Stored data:

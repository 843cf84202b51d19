//! # Tick Scheduler
//!
//! Fires on a fixed period. Each tick folds the busy time accumulated since
//! the previous tick into the load averages, queues one load report per game
//! and runs a dispatch pass. The tick itself only does bookkeeping; move
//! computation happens on the worker pool.

use crate::dispatch::{ArenaContext, DispatchOutcome, Dispatcher};
use crate::error::Result;
use crate::events::Event;
use parking_lot::{Condvar, Mutex};
use std::sync::Arc;
use std::thread::JoinHandle;
use std::time::{Duration, Instant};
use tracing::{info, trace};

pub struct Ticker {
    ctx: Arc<ArenaContext>,
    dispatcher: Arc<Dispatcher>,
    last_tick: Mutex<Option<Instant>>,
}

impl Ticker {
    pub fn new(dispatcher: Arc<Dispatcher>) -> Self {
        Self {
            ctx: dispatcher.context().clone(),
            dispatcher,
            last_tick: Mutex::new(None),
        }
    }

    pub fn tick(&self) -> DispatchOutcome {
        self.tick_at(Instant::now())
    }

    /// Runs one tick as if it fired at `now`.
    ///
    /// The first tick after construction or [`Ticker::rewind`] sees zero
    /// elapsed time and leaves the averages untouched.
    pub fn tick_at(&self, now: Instant) -> DispatchOutcome {
        let elapsed = {
            let mut last = self.last_tick.lock();
            let elapsed = last
                .map(|prev| now.saturating_duration_since(prev))
                .unwrap_or_default();
            *last = Some(now);
            elapsed
        };

        let ctx = &self.ctx;
        ctx.loads.fold_all(elapsed);
        if ctx.control.display_enabled() {
            for game_id in 0..ctx.loads.len() {
                if let Some((a_pct, b_pct)) = ctx.loads.report(game_id) {
                    ctx.queue.push_event(&Event::Load {
                        game_id,
                        a_pct,
                        b_pct,
                    });
                }
            }
        }
        ctx.stats.record_tick();
        trace!(elapsed_us = elapsed.as_micros() as u64, "tick");

        self.dispatcher.dispatch_pass()
    }

    /// Forgets the previous tick time.
    pub fn rewind(&self) {
        *self.last_tick.lock() = None;
    }

    /// Starts firing every `period` on a dedicated thread.
    pub fn spawn(self: &Arc<Self>, period: Duration) -> Result<TickerHandle> {
        let signal = Arc::new(StopSignal::default());
        let ticker = self.clone();
        let thread_signal = signal.clone();
        let thread = std::thread::Builder::new()
            .name("kxo-ticker".to_string())
            .spawn(move || ticker.run(period, &thread_signal))?;
        info!(period_ms = period.as_millis() as u64, "ticker started");
        Ok(TickerHandle {
            signal,
            thread: Some(thread),
        })
    }

    fn run(&self, period: Duration, signal: &StopSignal) {
        let mut next = Instant::now() + period;
        loop {
            if signal.wait_until(next) {
                break;
            }
            self.tick();
            next += period;
            let now = Instant::now();
            if next <= now {
                // Missed slots are skipped rather than replayed.
                next = now + period;
            }
        }
    }
}

#[derive(Default)]
struct StopSignal {
    stopped: Mutex<bool>,
    cv: Condvar,
}

impl StopSignal {
    fn stop(&self) {
        *self.stopped.lock() = true;
        self.cv.notify_all();
    }

    /// Sleeps until `deadline`. Returns true if stopped meanwhile.
    fn wait_until(&self, deadline: Instant) -> bool {
        let mut stopped = self.stopped.lock();
        while !*stopped {
            if self.cv.wait_until(&mut stopped, deadline).timed_out() {
                break;
            }
        }
        *stopped
    }
}

/// A running ticker thread. Dropping it stops the thread and joins it.
pub struct TickerHandle {
    signal: Arc<StopSignal>,
    thread: Option<JoinHandle<()>>,
}

impl TickerHandle {
    pub fn stop(mut self) {
        self.shutdown();
    }

    fn shutdown(&mut self) {
        self.signal.stop();
        if let Some(thread) = self.thread.take() {
            let _ = thread.join();
            info!("ticker stopped");
        }
    }
}

impl Drop for TickerHandle {
    fn drop(&mut self) {
        self.shutdown();
    }
}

» **Work to be completed**
Copy out the entries above exactly as given, starting at the top and ending with the line containing "pub fn tick(&self)"; include both and nothing more.

» **Written solution**
repository 843cf84202b51d19
//! # Tick Scheduler
//!
//! Fires on a fixed period. Each tick folds the busy time accumulated since
//! the previous tick into the load averages, queues one load report per game
//! and runs a dispatch pass. The tick itself only does bookkeeping; move
//! computation happens on the worker pool.

use crate::dispatch::{ArenaContext, DispatchOutcome, Dispatcher};
use crate::error::Result;
use crate::events::Event;
use parking_lot::{Condvar, Mutex};
use std::sync::Arc;
use std::thread::JoinHandle;
use std::time::{Duration, Instant};
use tracing::{info, trace};

pub struct Ticker {
    ctx: Arc<ArenaContext>,
    dispatcher: Arc<Dispatcher>,
    last_tick: Mutex<Option<Instant>>,
}

impl Ticker {
    pub fn new(dispatcher: Arc<Dispatcher>) -> Self {
        Self {
            ctx: dispatcher.context().clone(),
            dispatcher,
            last_tick: Mutex::new(None),
        }
    }

    pub fn tick(&self) -> DispatchOutcome {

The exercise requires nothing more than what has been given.